Birmingham Public Library: The World at Your Fingertips: Birmingham Public Library’s Digitized Map Collection. “The Birmingham Public Library is home to an incredible collection of historic maps and atlases. Over 4,000 of them!… Most of the early maps depict the western hemisphere during the Age of Discovery. Gradually, the focus of the collection shifts to maps of North America and eventually the southeastern United States and the State of Alabama. Thanks to the support of the Sterne Agee Charitable Foundation, Inc., over 2,500 of our most significant maps have been cataloged and digitized and can be viewed online from the library’s digital collections.”

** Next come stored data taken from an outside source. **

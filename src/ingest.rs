//! PCAP Ingestion Module
//!
//! Reads capture files into [`PacketRecord`]s. Frames that do not carry an
//! IP packet are skipped here, so the analysis stages only ever see
//! complete records. Each file is an independent shard: it is read, sorted
//! and summarized on its own worker, and the shards are then merged into one
//! globally sorted [`RecordStore`] plus one merged [`ShardSummary`].

use std::net::IpAddr;
use std::path::{Path, PathBuf};

use etherparse::{NetSlice, SlicedPacket};
use pcap::{Capture, Linktype};
use tracing::{debug, info, trace, warn};

use crate::aggregator::ShardSummary;
use crate::config::IngestConfig;
use crate::error::IngestError;
use crate::record::{PacketRecord, RecordStore};

/// Statistics from reading capture files
#[derive(Debug, Clone, Default, PartialEq)]
pub struct IngestStats {
    pub packets_read: usize,
    pub records: usize,
    pub packets_skipped: usize,
}

impl IngestStats {
    fn merge(&mut self, other: &IngestStats) {
        self.packets_read += other.packets_read;
        self.records += other.records;
        self.packets_skipped += other.packets_skipped;
    }
}

/// Link layer framing of a capture file.
#[derive(Debug, Clone, Copy, PartialEq, Eq)]
pub enum LinkLayer {
    Ethernet,
    /// Bare IPv4/IPv6 packets without a link header.
    RawIp,
    /// Linux cooked capture (`tcpdump -i any`).
    LinuxSll,
}

impl LinkLayer {
    /// Framing for a pcap link type, `None` if it cannot carry IP here.
    pub fn from_linktype(linktype: Linktype) -> Option<Self> {
        match linktype {
            Linktype::ETHERNET => Some(Self::Ethernet),
            Linktype::RAW | Linktype::IPV4 | Linktype::IPV6 => Some(Self::RawIp),
            Linktype::LINUX_SLL => Some(Self::LinuxSll),
            _ => None,
        }
    }
}

/// One capture file after reading: sorted records and their partial state.
#[derive(Debug, Clone)]
pub struct Shard {
    pub records: Vec<PacketRecord>,
    pub summary: ShardSummary,
    pub stats: IngestStats,
}

/// Output of [`ingest`].
#[derive(Debug, Clone)]
pub struct Ingested {
    pub store: RecordStore,
    /// Per-shard summaries merged in shard order; covers every record.
    pub summary: ShardSummary,
    pub stats: IngestStats,
}

/// Expands inputs into capture files.
///
/// Files are taken as given; directories contribute their files with the
/// configured extension, in name order.
pub fn collect_capture_files(inputs: &[PathBuf], extension: &str) -> Result<Vec<PathBuf>, IngestError> {
    let mut files = Vec::new();

    for input in inputs {
        if input.is_file() {
            files.push(input.clone());
        } else if input.is_dir() {
            let entries = std::fs::read_dir(input).map_err(|source| IngestError::DirectoryRead {
                path: input.clone(),
                source,
            })?;

            let mut found: Vec<PathBuf> = entries
                .filter_map(|entry| entry.ok().map(|e| e.path()))
                .filter(|path| path.is_file() && has_extension(path, extension))
                .collect();
            found.sort();
            debug!("Found {} capture files in {}", found.len(), input.display());
            files.extend(found);
        } else {
            return Err(IngestError::NotFound(input.clone()));
        }
    }

    if files.is_empty() {
        return Err(IngestError::NoCaptureFiles {
            extension: extension.to_string(),
        });
    }
    Ok(files)
}

fn has_extension(path: &Path, extension: &str) -> bool {
    path.extension()
        .and_then(|e| e.to_str())
        .is_some_and(|e| e.eq_ignore_ascii_case(extension))
}

/// Reads every packet of one capture file.
///
/// Fails if the file cannot be opened or uses a link type without an IP
/// decoder, rather than skipping every packet.
pub fn read_capture(path: &Path, config: &IngestConfig) -> Result<(Vec<PacketRecord>, IngestStats), IngestError> {
    info!("Processing capture file: {}", path.display());

    let mut cap = Capture::from_file(path).map_err(|source| IngestError::CaptureOpen {
        path: path.to_path_buf(),
        source,
    })?;

    let linktype = cap.get_datalink();
    let link = LinkLayer::from_linktype(linktype).ok_or_else(|| IngestError::UnsupportedLinkType {
        path: path.to_path_buf(),
        linktype: linktype.0,
    })?;
    debug!("{}: link layer {:?}", path.display(), link);

    let mut records = Vec::new();
    let mut stats = IngestStats::default();

    loop {
        let packet = match cap.next_packet() {
            Ok(packet) => packet,
            Err(pcap::Error::NoMorePackets) => break,
            Err(e) => {
                warn!("Stopping read of {} after error: {}", path.display(), e);
                break;
            }
        };
        stats.packets_read += 1;

        let timestamp = packet.header.ts.tv_sec as f64 + packet.header.ts.tv_usec as f64 / 1_000_000.0;

        match parse_frame(packet.data, link, timestamp, packet.header.len, config.include_ipv6) {
            Some(record) => records.push(record),
            None => stats.packets_skipped += 1,
        }
    }

    stats.records = records.len();
    debug!(
        "{}: {} packets read, {} records, {} skipped",
        path.display(),
        stats.packets_read,
        stats.records,
        stats.packets_skipped
    );

    Ok((records, stats))
}

/// Extracts a record from a captured frame, `None` for non-IP frames.
pub fn parse_frame(
    data: &[u8],
    link: LinkLayer,
    timestamp: f64,
    wire_len: u32,
    include_ipv6: bool,
) -> Option<PacketRecord> {
    let sliced = match link {
        LinkLayer::Ethernet => SlicedPacket::from_ethernet(data),
        LinkLayer::RawIp => SlicedPacket::from_ip(data),
        LinkLayer::LinuxSll => SlicedPacket::from_linux_sll(data),
    }
    .ok()?;

    let (src, dst) = match &sliced.net {
        Some(NetSlice::Ipv4(ipv4)) => {
            let header = ipv4.header();
            (IpAddr::from(header.source()), IpAddr::from(header.destination()))
        }
        Some(NetSlice::Ipv6(ipv6)) if include_ipv6 => {
            let header = ipv6.header();
            (IpAddr::from(header.source()), IpAddr::from(header.destination()))
        }
        _ => return None,
    };

    trace!("Record: {} -> {} ({} bytes)", src, dst, wire_len);
    Some(PacketRecord::new(timestamp, wire_len, src, dst))
}

/// Reads shard number `index`: its records in timestamp order and the
/// summary of those records.
pub fn read_shard(path: &Path, index: usize, config: &IngestConfig) -> Result<Shard, IngestError> {
    let (records, stats) = read_capture(path, config)?;
    let store = RecordStore::new(records);
    let summary = ShardSummary::from_shard(store.records(), index);

    Ok(Shard {
        records: store.into_records(),
        summary,
        stats,
    })
}

/// Folds shards, given in shard order, into one store and summary.
pub fn merge_shards(shards: Vec<Shard>) -> Ingested {
    let mut summary = ShardSummary::default();
    let mut stats = IngestStats::default();
    let mut records = Vec::with_capacity(shards.len());

    for shard in shards {
        summary.merge(&shard.summary);
        stats.merge(&shard.stats);
        records.push(shard.records);
    }

    Ingested {
        store: RecordStore::from_shards(records),
        summary,
        stats,
    }
}

/// Reads all capture files and merges them into one sorted store.
///
/// Any unreadable file aborts the whole ingestion.
pub async fn ingest(files: Vec<PathBuf>, config: &IngestConfig) -> Result<Ingested, IngestError> {
    let mut shards = Vec::with_capacity(files.len());

    if config.parallel && files.len() > 1 {
        let handles: Vec<_> = files
            .into_iter()
            .enumerate()
            .map(|(index, path)| {
                let config = config.clone();
                tokio::task::spawn_blocking(move || read_shard(&path, index, &config))
            })
            .collect();

        // Awaited in input order so shard order matches a sequential read.
        for handle in handles {
            let shard = handle
                .await
                .map_err(|e| IngestError::Worker(e.to_string()))??;
            shards.push(shard);
        }
    } else {
        for (index, path) in files.iter().enumerate() {
            shards.push(read_shard(path, index, config)?);
        }
    }

    let ingested = merge_shards(shards);
    info!(
        "Ingestion complete: {} packets read, {} records, {} skipped",
        ingested.stats.packets_read, ingested.stats.records, ingested.stats.packets_skipped
    );
    if ingested.stats.records == 0 && ingested.stats.packets_read > 0 {
        warn!(
            "None of the {} packets read carried a usable IP header",
            ingested.stats.packets_read
        );
    }

    Ok(ingested)
}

Derry Journal: New website offers ‘virtual museum exhibition’ of Inch island heritage. “This website is an accessible, easy to navigate, reflection of the community’s interests, with much of the content created by the islanders themselves. Did you know, for instance, that Inch’s Irish name is Inis na n-Osirí, the island of the oysters? Did you know the graveyard at Strahack contains hundreds, possibly thousands of graves, and was split in two by British sappers in the late 19th Century? Did you know there are hundreds of metres of 18th Century underground mill races on the island? Did you know that Inch Fort was once armed with Armstrong Disappearing guns, and was occupied by anti-Treaty forces in 1922? All of this information and more is available on the new website.”

Evening Standard: Charles Dickens’s earliest surviving letter and handwritten fragment of Oliver Twist on show as museum goes online. “A fragment of the original Oliver Twist manuscript and its author’s earliest surviving letter have been added to the Charles Dickens Museum’s brand new online collection. The items are among more than 100,000 to be added to the database, which will allow visitors to inspect aspects of the writer’s home, life and work in close detail.”

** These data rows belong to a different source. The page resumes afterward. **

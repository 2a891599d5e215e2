//! Configuration Module
//!
//! Provides TOML-based configuration for pcap-metrics.
//! Configuration is optional - CLI arguments can override file settings.

use std::path::Path;

use anyhow::{Context, Result};
use serde::{Deserialize, Serialize};

use crate::export::OutputFormat;
use crate::heuristics::HeuristicsConfig;
use crate::temporal::is_valid_width;

/// Main configuration structure
#[derive(Debug, Clone, Default, Deserialize, Serialize)]
#[serde(default)]
pub struct Config {
    pub ingest: IngestConfig,
    pub analyzer: AnalyzerConfig,
    pub detection: HeuristicsConfig,
    pub output: OutputConfig,
}

impl Config {
    /// Loads configuration from a TOML file
    pub fn load(path: &Path) -> Result<Self> {
        let content = std::fs::read_to_string(path)
            .with_context(|| format!("Failed to read config file: {}", path.display()))?;

        let config: Config = toml::from_str(&content)
            .with_context(|| format!("Failed to parse config file: {}", path.display()))?;

        Ok(config)
    }

    /// Generates a default configuration file content
    pub fn generate_default() -> String {
        let config = Config::default();
        toml::to_string_pretty(&config)
            .unwrap_or_else(|_| "# Failed to generate config".to_string())
    }

    /// Validates the configuration
    pub fn validate(&self) -> Result<()> {
        if self.analyzer.top_n == 0 {
            anyhow::bail!("top_n must be greater than 0");
        }
        if self.analyzer.window_widths_secs.is_empty() {
            anyhow::bail!("window_widths_secs must list at least one width");
        }
        for width in &self.analyzer.window_widths_secs {
            if !is_valid_width(*width) {
                anyhow::bail!("window widths must be at least one microsecond, got {}", width);
            }
        }
        if !is_valid_width(self.analyzer.matrix_bucket_secs) {
            anyhow::bail!("matrix_bucket_secs must be at least one microsecond");
        }
        if !is_positive(self.detection.burst_threshold_secs) {
            anyhow::bail!("burst_threshold_secs must be positive");
        }
        if !is_positive(self.detection.gap_threshold_secs) {
            anyhow::bail!("gap_threshold_secs must be positive");
        }
        if self.detection.burst_threshold_secs >= self.detection.gap_threshold_secs {
            anyhow::bail!("burst_threshold_secs must be smaller than gap_threshold_secs");
        }
        if self.ingest.extension.is_empty() {
            anyhow::bail!("ingest extension must not be empty");
        }
        Ok(())
    }
}

fn is_positive(value: f64) -> bool {
    value.is_finite() && value > 0.0
}

/// Ingestion-related configuration
#[derive(Debug, Clone, Deserialize, Serialize)]
#[serde(default)]
pub struct IngestConfig {
    /// File extension picked up when an input is a directory
    pub extension: String,
    /// Keep IPv6 packets (IPv4 only by default)
    pub include_ipv6: bool,
    /// Read capture files concurrently, one shard per file
    pub parallel: bool,
}

impl Default for IngestConfig {
    fn default() -> Self {
        Self {
            extension: "pcap".to_string(),
            include_ipv6: false,
            parallel: true,
        }
    }
}

/// Analyzer-related configuration
#[derive(Debug, Clone, PartialEq, Deserialize, Serialize)]
#[serde(default)]
pub struct AnalyzerConfig {
    /// Sources with more distinct destinations than this are reported as scans
    pub scan_threshold: usize,
    /// Number of sources in the most-active ranking
    pub top_n: usize,
    /// Widths of the windowed packet count series; the first is the primary
    pub window_widths_secs: Vec<f64>,
    /// Bucket width of the per-source count matrix behind burstness
    pub matrix_bucket_secs: f64,
}

impl Default for AnalyzerConfig {
    fn default() -> Self {
        Self {
            scan_threshold: 50,
            top_n: 10,
            window_widths_secs: vec![10.0, 5.0, 1.0, 60.0],
            matrix_bucket_secs: 60.0,
        }
    }
}

/// Output-related configuration
#[derive(Debug, Clone, Deserialize, Serialize)]
#[serde(default)]
pub struct OutputConfig {
    /// Directory receiving one file per artifact
    pub directory: String,
    /// Summary format printed to stdout (text, json, jsonl)
    #[serde(with = "output_format_serde")]
    pub format: OutputFormat,
    /// Enable verbose logging
    pub verbose: bool,
}

impl Default for OutputConfig {
    fn default() -> Self {
        Self {
            directory: "metrics".to_string(),
            format: OutputFormat::Text,
            verbose: false,
        }
    }
}

/// Custom serde implementation for OutputFormat
mod output_format_serde {
    use super::*;
    use serde::{Deserializer, Serializer};

    pub fn serialize<S>(format: &OutputFormat, serializer: S) -> Result<S::Ok, S::Error>
    where
        S: Serializer,
    {
        serializer.serialize_str(&format.to_string())
    }

    pub fn deserialize<'de, D>(deserializer: D) -> Result<OutputFormat, D::Error>
    where
        D: Deserializer<'de>,
    {
        let s = String::deserialize(deserializer)?;
        s.parse().map_err(serde::de::Error::custom)
    }
}

#[cfg(test)]
mod tests {
    use super::*;

    #[test]
    fn test_config_default() {
        let config = Config::default();
        assert_eq!(config.analyzer.scan_threshold, 50);
        assert_eq!(config.analyzer.top_n, 10);
        assert_eq!(config.analyzer.window_widths_secs, vec![10.0, 5.0, 1.0, 60.0]);
        assert_eq!(config.detection.burst_threshold_secs, 0.01);
        assert_eq!(config.detection.gap_threshold_secs, 5.0);
        assert_eq!(config.detection.burst_report_threshold, 10);
        assert_eq!(config.detection.gap_report_threshold, 3);
        assert!(!config.ingest.include_ipv6);
    }

    #[test]
    fn test_config_validate() {
        let mut config = Config::default();
        assert!(config.validate().is_ok());

        config.analyzer.top_n = 0;
        assert!(config.validate().is_err());

        let mut config = Config::default();
        config.analyzer.window_widths_secs = vec![10.0, 0.0];
        assert!(config.validate().is_err());

        let mut config = Config::default();
        config.analyzer.window_widths_secs.clear();
        assert!(config.validate().is_err());

        let mut config = Config::default();
        config.detection.burst_threshold_secs = 10.0;
        assert!(config.validate().is_err());
    }

    #[test]
    fn test_generate_default_config() {
        let config_str = Config::generate_default();
        assert!(config_str.contains("[ingest]"));
        assert!(config_str.contains("[analyzer]"));
        assert!(config_str.contains("[detection]"));
        assert!(config_str.contains("[output]"));

        let parsed: Config = toml::from_str(&config_str).unwrap();
        assert_eq!(parsed.analyzer, AnalyzerConfig::default());
        assert_eq!(parsed.detection, HeuristicsConfig::default());
    }

    #[test]
    fn test_parse_config() {
        let toml_str = r#"
[ingest]
include_ipv6 = true

[analyzer]
scan_threshold = 20
window_widths_secs = [30.0]

[detection]
burst_threshold_secs = 0.005
gap_report_threshold = 1

[output]
format = "json"
"#;

        let config: Config = toml::from_str(toml_str).unwrap();
        assert!(config.ingest.include_ipv6);
        assert_eq!(config.ingest.extension, "pcap");
        assert_eq!(config.analyzer.scan_threshold, 20);
        assert_eq!(config.analyzer.top_n, 10);
        assert_eq!(config.analyzer.window_widths_secs, vec![30.0]);
        assert_eq!(config.detection.burst_threshold_secs, 0.005);
        assert_eq!(config.detection.gap_threshold_secs, 5.0);
        assert_eq!(config.detection.gap_report_threshold, 1);
        assert_eq!(config.output.format, OutputFormat::Json);
        assert!(config.validate().is_ok());
    }

    #[test]
    fn test_load_missing_file() {
        assert!(Config::load(Path::new("/nonexistent/pcap-metrics.toml")).is_err());
    }
}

Washington Post: Twitter labels Trump’s tweets with a fact check for the first time. “The move, which escalates tensions between Washington and Silicon Valley in an election year, was made in response to two Trump tweets over the past 24 hours. The tweets falsely claimed that mail-in ballots are fraudulent. Twitter’s label says, ‘Get the facts about mail-in ballots,’ and redirects users to news articles about Trump’s unsubstantiated claim.”

9to5 Google: [Update: Artists] Google Search now links to albums in YouTube Music. “YouTube Music in recent weeks has seen a spurt of new features from a revamped Now Playing screen to cloud library uploads. A related change now sees Google link to YouTube Music when you’re searching for albums.”

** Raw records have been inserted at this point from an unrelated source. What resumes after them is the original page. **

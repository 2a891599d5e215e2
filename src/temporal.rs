//! Temporal feature engine.
//!
//! Global inter-packet gaps, fixed-width window counts and the empirical
//! packet size CDF. All functions take records already ordered by
//! [`RecordStore`](crate::record::RecordStore).
//!
//! # Window assignment
//! Timestamps and widths are rounded to whole microseconds (the resolution
//! of a pcap header) before bucketing. A packet at `t` belongs to window
//! `floor(t_us / width_us)`, whose start is `index * width`. Exact window
//! boundaries therefore land in the window they start, also for widths such
//! as 0.1 s that have no exact binary representation. Windows are keyed by
//! index so that ordering and equality never depend on float comparison.
//!
//! # CDF convention
//! The size CDF is the empirical left-edge CDF: after sorting lengths
//! ascending, point `i` carries fraction `i / N`. The first point is 0 and
//! the last is `(N - 1) / N`; the curve is never normalized to reach 1.

use std::collections::BTreeMap;

use serde::Serialize;

use crate::error::AnalyzerError;
use crate::record::PacketRecord;

/// Gap to the previous record for every record; the first gap is 0.
pub fn global_ipg(records: &[PacketRecord]) -> Vec<f64> {
    if records.is_empty() {
        return Vec::new();
    }

    std::iter::once(0.0)
        .chain(
            records
                .windows(2)
                .map(|pair| pair[1].timestamp - pair[0].timestamp),
        )
        .collect()
}

/// A fixed-width time bucket `[start, start + width)`.
#[derive(Debug, Clone, Copy, PartialEq)]
pub struct TimeWindow {
    pub index: i64,
    pub width: f64,
}

impl TimeWindow {
    /// The window containing `timestamp`.
    pub fn containing(timestamp: f64, width: f64) -> Self {
        let width_us = to_micros(width).max(1);
        Self {
            index: to_micros(timestamp).div_euclid(width_us),
            width,
        }
    }

    pub fn start(&self) -> f64 {
        self.index as f64 * self.width
    }

    pub fn end(&self) -> f64 {
        self.start() + self.width
    }
}

fn to_micros(secs: f64) -> i64 {
    (secs * 1_000_000.0).round() as i64
}

/// Whether `width_secs` is usable as a window width: finite and at least
/// one microsecond.
pub fn is_valid_width(width_secs: f64) -> bool {
    width_secs.is_finite() && to_micros(width_secs) >= 1
}

/// Packet counts per window, ordered by window start.
///
/// Windows without packets are absent unless the counts were produced by
/// [`WindowedCounts::dense`].
#[derive(Debug, Clone, PartialEq)]
pub struct WindowedCounts {
    width: f64,
    counts: BTreeMap<i64, u64>,
}

impl WindowedCounts {
    pub fn width(&self) -> f64 {
        self.width
    }

    /// Number of windows held (including zero-filled ones for dense counts).
    pub fn len(&self) -> usize {
        self.counts.len()
    }

    pub fn is_empty(&self) -> bool {
        self.counts.is_empty()
    }

    /// Sum over all windows; equals the number of records counted.
    pub fn total(&self) -> u64 {
        self.counts.values().sum()
    }

    /// `(window, count)` pairs in ascending window order.
    pub fn iter(&self) -> impl Iterator<Item = (TimeWindow, u64)> + '_ {
        let width = self.width;
        self.counts
            .iter()
            .map(move |(&index, &count)| (TimeWindow { index, width }, count))
    }

    /// Zero-fills every window between the first and last observed one.
    pub fn dense(&self) -> Self {
        let mut counts = BTreeMap::new();
        if let (Some((&first, _)), Some((&last, _))) =
            (self.counts.first_key_value(), self.counts.last_key_value())
        {
            for index in first..=last {
                counts.insert(index, self.counts.get(&index).copied().unwrap_or(0));
            }
        }

        Self {
            width: self.width,
            counts,
        }
    }
}

/// Partitions records into windows of `width_secs` and counts each window.
pub fn windowed_counts(
    records: &[PacketRecord],
    width_secs: f64,
) -> Result<WindowedCounts, AnalyzerError> {
    if !is_valid_width(width_secs) {
        return Err(AnalyzerError::InvalidWindowWidth(width_secs));
    }

    let mut counts = BTreeMap::new();
    for record in records {
        let window = TimeWindow::containing(record.timestamp, width_secs);
        *counts.entry(window.index).or_insert(0) += 1;
    }

    Ok(WindowedCounts {
        width: width_secs,
        counts,
    })
}

/// One point of the empirical size CDF.
#[derive(Debug, Clone, Copy, PartialEq, Serialize)]
pub struct CdfPoint {
    pub size: u32,
    pub fraction: f64,
}

/// Empirical left-edge CDF of packet lengths (see module docs).
pub fn size_cdf(records: &[PacketRecord]) -> Vec<CdfPoint> {
    let mut sizes: Vec<u32> = records.iter().map(|r| r.length).collect();
    sizes.sort_unstable();

    let n = sizes.len() as f64;
    sizes
        .into_iter()
        .enumerate()
        .map(|(i, size)| CdfPoint {
            size,
            fraction: i as f64 / n,
        })
        .collect()
}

Neowin: Google is bringing Live Caption to Chrome, now available in the Canary channel. “Last year at I/O, Google announced a series of new accessibility features for Android, one of which was Live Caption. Essentially, this capability allows for a device to recognize speech in any video the user might be watching on the phone, and add subtitles to the video in real-time. The feature ended up rolling out to the Pixel 4 family in October, followed by other Pixels and select Android devices. Now, the feature seems to be coming to the desktop thanks to Chrome.”


New York Times: Create Your Own Digital Comics Whether You Can Draw or Not. “Even if you can’t draw or paint, you can still construct a comic. Some educators have found the medium to be a good way to entice children into creative writing. Thanks to a variety of apps, you can make your digital comics on a smartphone, a tablet, a computer or even a plain old piece of paper. Here’s a guide.”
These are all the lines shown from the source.